Kale and Feta Burrito

Kale and Feta Burrito
Tim McGeever

Ingredients

  • One  15-ounce can pinto beans, drained and rinsed
  •   Salt, to taste
  • 1 Tablespoon  olive oil
  • red onion, chopped
  • bunch kale, torn into 2- to 3-inch pieces
  •  Dash of  cayenne
  • Two  8-inch flour (or spinach) tortillas, steamed lightly
  • 1 Cup  brown rice, cooked
  • 2-4 Tablespoons  crumbled feta

I shamefully admit that I am new to the kale wagon. I resisted the trend for quite a while, but recently caved and have since fallen head over heels for the leafy green love machine.

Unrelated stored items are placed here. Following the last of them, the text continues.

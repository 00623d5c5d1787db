use super::{TransferClient, TransferError, IO_TIMEOUT_SECS};
use crate::config::{Protocol, RemoteConfig};
use async_trait::async_trait;
use futures::TryStreamExt;
use opendal::{layers::TimeoutLayer, Operator};
use std::path::Path;
use std::time::Duration;
use tokio::io::AsyncReadExt;
use tracing::{debug, info};

/// 上传时每次读取的块大小
const UPLOAD_CHUNK_SIZE: usize = 256 * 1024;

/// 基于 opendal 的远程存储会话
///
/// opendal 没有"当前目录"的概念，这里用 `cwd` 模拟 FTP 会话的游标。
pub struct RemoteClient {
    operator: Operator,
    cwd: Vec<String>,
    name: String,
}

fn remote_err(path: &str, e: opendal::Error) -> TransferError {
    match e.kind() {
        opendal::ErrorKind::NotFound => TransferError::NotFound(path.to_string()),
        _ => TransferError::Other(format!("{}: {}", path, e)),
    }
}

fn config_err(e: crate::error::SyncError) -> TransferError {
    TransferError::Connect(e.to_string())
}

fn build<A: opendal::raw::Access>(
    builder: opendal::Result<opendal::OperatorBuilder<A>>,
) -> Result<Operator, TransferError> {
    Ok(builder
        .map_err(|e| TransferError::Connect(e.to_string()))?
        .finish())
}

impl RemoteClient {
    /// 建立连接并检查远程根目录可访问
    pub async fn connect(config: &RemoteConfig) -> Result<Self, TransferError> {
        let root = config.root.clone().unwrap_or_else(|| "/".to_string());

        let (operator, name) = match config.protocol {
            #[cfg(feature = "ftp")]
            Protocol::Ftp => {
                use opendal::services::Ftp;

                let endpoint = config.endpoint().map_err(config_err)?;
                let builder = Ftp::default()
                    .endpoint(endpoint)
                    .user(config.username().map_err(config_err)?)
                    .password(config.password().map_err(config_err)?)
                    .root(&root);
                let name = format!("ftp://{}{}", endpoint, root);
                (build(Operator::new(builder))?, name)
            }
            #[cfg(not(feature = "ftp"))]
            Protocol::Ftp => {
                return Err(TransferError::Connect(
                    "built without FTP support (enable the `ftp` feature)".to_string(),
                ))
            }
            Protocol::WebDav => {
                use opendal::services::Webdav;

                let endpoint = config.endpoint().map_err(config_err)?;
                let builder = Webdav::default()
                    .endpoint(endpoint)
                    .username(config.username().map_err(config_err)?)
                    .password(config.password().map_err(config_err)?)
                    .root(&root);
                let name = format!("webdav://{}{}", endpoint.trim_end_matches('/'), root);
                (build(Operator::new(builder))?, name)
            }
            Protocol::S3 => {
                use opendal::services::S3;

                let bucket = config.bucket().map_err(config_err)?;
                let mut builder = S3::default()
                    .bucket(bucket)
                    .region(config.region().map_err(config_err)?)
                    .access_key_id(config.username().map_err(config_err)?)
                    .secret_access_key(config.password().map_err(config_err)?)
                    .root(&root);
                if let Some(ref ep) = config.endpoint {
                    builder = builder.endpoint(ep);
                }
                let name = format!("s3://{}{}", bucket, root);
                (build(Operator::new(builder))?, name)
            }
            Protocol::Fs => {
                use opendal::services::Fs;

                let endpoint = config.endpoint().map_err(config_err)?;
                std::fs::create_dir_all(endpoint)
                    .map_err(|e| TransferError::Connect(format!("{}: {}", endpoint, e)))?;
                let builder = Fs::default().root(endpoint);
                let name = format!("local:{}", endpoint);
                (build(Operator::new(builder))?, name)
            }
        };

        // 添加超时层
        let operator = operator.layer(
            TimeoutLayer::default()
                .with_timeout(Duration::from_secs(config.timeout_secs))
                .with_io_timeout(Duration::from_secs(IO_TIMEOUT_SECS)),
        );

        operator
            .check()
            .await
            .map_err(|e| TransferError::Connect(format!("{}: {}", name, e)))?;

        info!("已连接远程存储: {}", name);

        Ok(Self {
            operator,
            cwd: Vec::new(),
            name,
        })
    }

    /// 基于当前目录解析路径
    fn resolve(&self, path: &str) -> String {
        let mut parts = self.cwd.clone();
        parts.extend(path.split('/').filter(|s| !s.is_empty()).map(String::from));
        parts.join("/")
    }
}

#[async_trait]
impl TransferClient for RemoteClient {
    async fn ensure_dir(&mut self, path: &str) -> Result<(), TransferError> {
        let full = self.resolve(path);

        // 逐级创建（某些服务器不支持一次创建多级目录）
        let mut current = String::new();
        for part in full.split('/').filter(|s| !s.is_empty()) {
            current.push_str(part);
            current.push('/');
            self.operator
                .create_dir(&current)
                .await
                .map_err(|e| remote_err(&current, e))?;
        }

        self.cwd = full
            .split('/')
            .filter(|s| !s.is_empty())
            .map(String::from)
            .collect();
        Ok(())
    }

    async fn upload_file(
        &mut self,
        local_path: &Path,
        remote_name: &str,
    ) -> Result<(), TransferError> {
        let full = self.resolve(remote_name);
        let local_err = |source: std::io::Error| TransferError::Local {
            path: local_path.display().to_string(),
            source,
        };

        let mut file = tokio::fs::File::open(local_path).await.map_err(local_err)?;
        let mut writer = self
            .operator
            .writer(&full)
            .await
            .map_err(|e| remote_err(&full, e))?;

        let mut buffer = vec![0u8; UPLOAD_CHUNK_SIZE];
        loop {
            let n = file.read(&mut buffer).await.map_err(local_err)?;
            if n == 0 {
                break;
            }
            writer
                .write(buffer[..n].to_vec())
                .await
                .map_err(|e| remote_err(&full, e))?;
        }
        writer.close().await.map_err(|e| remote_err(&full, e))?;

        debug!("上传完成: {}", full);
        Ok(())
    }

    async fn download_to_memory(&mut self, remote_path: &str) -> Result<Vec<u8>, TransferError> {
        let full = self.resolve(remote_path);
        let data = self
            .operator
            .read(&full)
            .await
            .map_err(|e| remote_err(&full, e))?;
        Ok(data.to_vec())
    }

    async fn remove_file(&mut self, remote_path: &str) -> Result<(), TransferError> {
        let full = self.resolve(remote_path);

        // 多数服务删除不存在的文件不会报错，先 stat 区分"已不存在"
        self.operator.stat(&full).await.map_err(|e| remote_err(&full, e))?;
        self.operator
            .delete(&full)
            .await
            .map_err(|e| remote_err(&full, e))
    }

    async fn remove_dir(&mut self, remote_path: &str) -> Result<(), TransferError> {
        let dir = format!("{}/", self.resolve(remote_path));

        self.operator.stat(&dir).await.map_err(|e| remote_err(&dir, e))?;
        self.operator.delete(&dir).await.map_err(|e| remote_err(&dir, e))
    }

    async fn change_to_parent(&mut self) -> Result<(), TransferError> {
        self.cwd.pop();
        Ok(())
    }

    async fn wipe_root(&mut self) -> Result<(), TransferError> {
        self.cwd.clear();

        let entries: Vec<_> = self
            .operator
            .lister("/")
            .await
            .map_err(|e| remote_err("/", e))?
            .try_collect()
            .await
            .map_err(|e| remote_err("/", e))?;

        for entry in entries {
            let path = entry.path();
            if path.is_empty() || path == "/" {
                continue;
            }
            debug!("清除: {}", path);
            self.operator
                .remove_all(path)
                .await
                .map_err(|e| remote_err(path, e))?;
        }

        info!("已清空远程目录: {}", self.name);
        Ok(())
    }

    async fn close(&mut self) -> Result<(), TransferError> {
        self.cwd.clear();
        Ok(())
    }

    fn name(&self) -> &str {
        &self.name
    }
}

When faced with the challenge of creating a vegetarian burrito that stood out from the pack, I immediately turned to kale for the starring role. Joined by sautéed red onions, pinto beans, brown rice and, wait for it — feta cheese — I knew I had found the cast of ingredients I needed. This one's a knockout.

Click here to see 6 Burrito Recipes: Simple or Sophisticated, You Decide.

Directions

Heat the beans in a small saucepan over low heat. Add water and some salt to taste, if necessary. 

Meanwhile, heat the oil in a saucepan over medium heat. Add the red onion and sauté until lightly browned, 6-7 minutes. Add the kale and continue cooking, stirring frequently until the kale begins to wilt. Season with the cayenne.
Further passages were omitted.